use crate::disk::DiskTable;
use crate::layout::{BackendKind, StoreLayout};
use crate::lock::DataDirLock;
use crate::query::cheapest;
use crate::{CasOutcome, ResourceStore, StoreError};
use bikeshare_schema::{
    Bike, BikeFields, BikeId, CodecError, FieldType, Filter, BIKE_DOCUMENT_SCHEMA,
};
use serde::Deserialize;
use serde_json::Value;
use std::collections::BTreeMap;
use std::fmt::Write as _;
use std::fs;
use std::path::Path;
use std::sync::atomic::{AtomicU32, Ordering};
use std::sync::{RwLock, RwLockReadGuard, RwLockWriteGuard};
use std::time::{SystemTime, UNIX_EPOCH};
use tracing::{debug, info};

const AVAILABLE: &str = "available";

/// Generator for 12-byte object ids rendered as 24 hex characters:
/// 4 bytes of seconds since the epoch, 5 bytes fixed per process, 3 bytes of
/// a wrapping counter.
struct ObjectIdGenerator {
    process: [u8; 5],
    counter: AtomicU32,
}

impl ObjectIdGenerator {
    fn new() -> Self {
        let nanos = SystemTime::now()
            .duration_since(UNIX_EPOCH)
            .map_or(0, |d| d.as_nanos());
        let seed = blake3::hash(format!("{}:{nanos}", std::process::id()).as_bytes());
        let bytes = seed.as_bytes();
        let mut process = [0u8; 5];
        process.copy_from_slice(&bytes[..5]);
        let start = u32::from_be_bytes([0, bytes[5], bytes[6], bytes[7]]);
        Self {
            process,
            counter: AtomicU32::new(start),
        }
    }

    fn next(&self) -> BikeId {
        let secs = SystemTime::now()
            .duration_since(UNIX_EPOCH)
            .map_or(0, |d| d.as_secs() as u32);
        let count = self.counter.fetch_add(1, Ordering::Relaxed) & 0x00ff_ffff;

        let mut raw = [0u8; 12];
        raw[..4].copy_from_slice(&secs.to_be_bytes());
        raw[4..9].copy_from_slice(&self.process);
        raw[9..].copy_from_slice(&count.to_be_bytes()[1..]);

        let mut hex = String::with_capacity(24);
        for b in raw {
            let _ = write!(hex, "{b:02x}");
        }
        BikeId::new(hex)
    }
}

/// Document backend: bikes are native JSON documents keyed by object id.
///
/// Values keep their JSON types, so reads need no coercion. Listings run as a
/// query over the documents: filter, sort by cost, limit.
pub struct DocumentStore {
    docs: RwLock<BTreeMap<String, Value>>,
    ids: ObjectIdGenerator,
    persistence: Option<(DiskTable, DataDirLock)>,
}

impl DocumentStore {
    pub fn in_memory() -> Self {
        Self {
            docs: RwLock::new(BTreeMap::new()),
            ids: ObjectIdGenerator::new(),
            persistence: None,
        }
    }

    /// Open (or create) a document store rooted at `root`, holding its directory lock.
    pub fn open(root: &Path) -> Result<Self, StoreError> {
        fs::create_dir_all(root)?;
        let layout = StoreLayout::new(root);
        let lock = DataDirLock::acquire(&layout.lock_file())?;
        layout.initialize(BackendKind::Document)?;

        let table = DiskTable::new(layout.records_dir());
        let report = table.load_all::<Value>()?;
        let docs: BTreeMap<String, Value> = report.records.into_iter().collect();
        info!(
            "opened document store at {}: {} documents, {} skipped",
            root.display(),
            docs.len(),
            report.skipped.len()
        );

        Ok(Self {
            docs: RwLock::new(docs),
            ids: ObjectIdGenerator::new(),
            persistence: Some((table, lock)),
        })
    }

    fn read_docs(&self) -> Result<RwLockReadGuard<'_, BTreeMap<String, Value>>, StoreError> {
        self.docs
            .read()
            .map_err(|_| StoreError::Unavailable("document store lock poisoned".to_owned()))
    }

    fn write_docs(&self) -> Result<RwLockWriteGuard<'_, BTreeMap<String, Value>>, StoreError> {
        self.docs
            .write()
            .map_err(|_| StoreError::Unavailable("document store lock poisoned".to_owned()))
    }

    fn persist(&self, key: &str, doc: &Value) -> Result<(), StoreError> {
        match &self.persistence {
            Some((table, _)) => table.write(key, doc),
            None => Ok(()),
        }
    }
}

fn to_document(bike: &Bike) -> Result<Value, StoreError> {
    Ok(serde_json::to_value(bike).map_err(CodecError::from)?)
}

fn from_document(doc: &Value) -> Result<Bike, StoreError> {
    Ok(Bike::deserialize(doc).map_err(CodecError::from)?)
}

fn available_flag(doc: &Value) -> Result<bool, CodecError> {
    match doc.get(AVAILABLE) {
        Some(Value::Bool(b)) => Ok(*b),
        Some(other) => Err(CodecError::Coercion {
            path: AVAILABLE.to_owned(),
            expected: FieldType::Boolean,
            found: other.to_string(),
        }),
        None => Err(CodecError::MissingField(AVAILABLE.to_owned())),
    }
}

impl ResourceStore for DocumentStore {
    fn backend(&self) -> BackendKind {
        BackendKind::Document
    }

    fn create(&self, fields: &BikeFields) -> Result<BikeId, StoreError> {
        let mut docs = self.write_docs()?;
        let mut id = self.ids.next();
        while docs.contains_key(id.as_str()) {
            id = self.ids.next();
        }
        let doc = to_document(&Bike::new(id.clone(), fields.clone()))?;
        self.persist(&id, &doc)?;
        docs.insert(id.as_str().to_owned(), doc);
        debug!("document store: created {id}");
        Ok(id)
    }

    fn read(&self, id: &BikeId) -> Result<Bike, StoreError> {
        let docs = self.read_docs()?;
        let doc = docs
            .get(id.as_str())
            .ok_or_else(|| StoreError::NotFound(id.clone()))?;
        from_document(doc)
    }

    fn exists(&self, id: &BikeId) -> Result<bool, StoreError> {
        Ok(self.read_docs()?.contains_key(id.as_str()))
    }

    fn replace(&self, id: &BikeId, fields: &BikeFields) -> Result<Bike, StoreError> {
        let mut docs = self.write_docs()?;
        let existing = docs
            .get(id.as_str())
            .ok_or_else(|| StoreError::NotFound(id.clone()))?;
        let updated = from_document(existing)?.replaced(fields.clone());
        let doc = to_document(&updated)?;
        self.persist(id, &doc)?;
        docs.insert(id.as_str().to_owned(), doc);
        Ok(updated)
    }

    fn delete(&self, id: &BikeId) -> Result<(), StoreError> {
        let mut docs = self.write_docs()?;
        if !docs.contains_key(id.as_str()) {
            return Err(StoreError::NotFound(id.clone()));
        }
        if let Some((table, _)) = &self.persistence {
            table.remove(id)?;
        }
        docs.remove(id.as_str());
        Ok(())
    }

    fn find_available(&self, filter: &Filter) -> Result<Vec<Bike>, StoreError> {
        let docs = self.read_docs()?;
        let candidates = docs
            .values()
            .filter(|doc| doc.get(AVAILABLE) == Some(&Value::Bool(true)))
            .filter(|doc| filter.matches(doc, &BIKE_DOCUMENT_SCHEMA))
            .map(from_document)
            .collect::<Result<Vec<_>, _>>()?;
        Ok(cheapest(candidates))
    }

    fn set_available_if(
        &self,
        id: &BikeId,
        expected: bool,
        new: bool,
    ) -> Result<CasOutcome, StoreError> {
        let mut docs = self.write_docs()?;
        let Some(doc) = docs.get(id.as_str()) else {
            return Ok(CasOutcome::NoMatch);
        };
        if available_flag(doc)? != expected {
            return Ok(CasOutcome::NoMatch);
        }
        let mut updated = doc.clone();
        updated[AVAILABLE] = Value::Bool(new);
        self.persist(id, &updated)?;
        docs.insert(id.as_str().to_owned(), updated);
        Ok(CasOutcome::Applied)
    }
}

• What you are asked to do
Output exactly the lines from the one with "-> Result<CasOutcome, StoreError>" through the final line of the listing above.

• Expected answer
    ) -> Result<CasOutcome, StoreError> {
        let mut docs = self.write_docs()?;
        let Some(doc) = docs.get(id.as_str()) else {
            return Ok(CasOutcome::NoMatch);
        };
        if available_flag(doc)? != expected {
            return Ok(CasOutcome::NoMatch);
        }
        let mut updated = doc.clone();
        updated[AVAILABLE] = Value::Bool(new);
        self.persist(id, &updated)?;
        docs.insert(id.as_str().to_owned(), updated);
        Ok(CasOutcome::Applied)
    }
}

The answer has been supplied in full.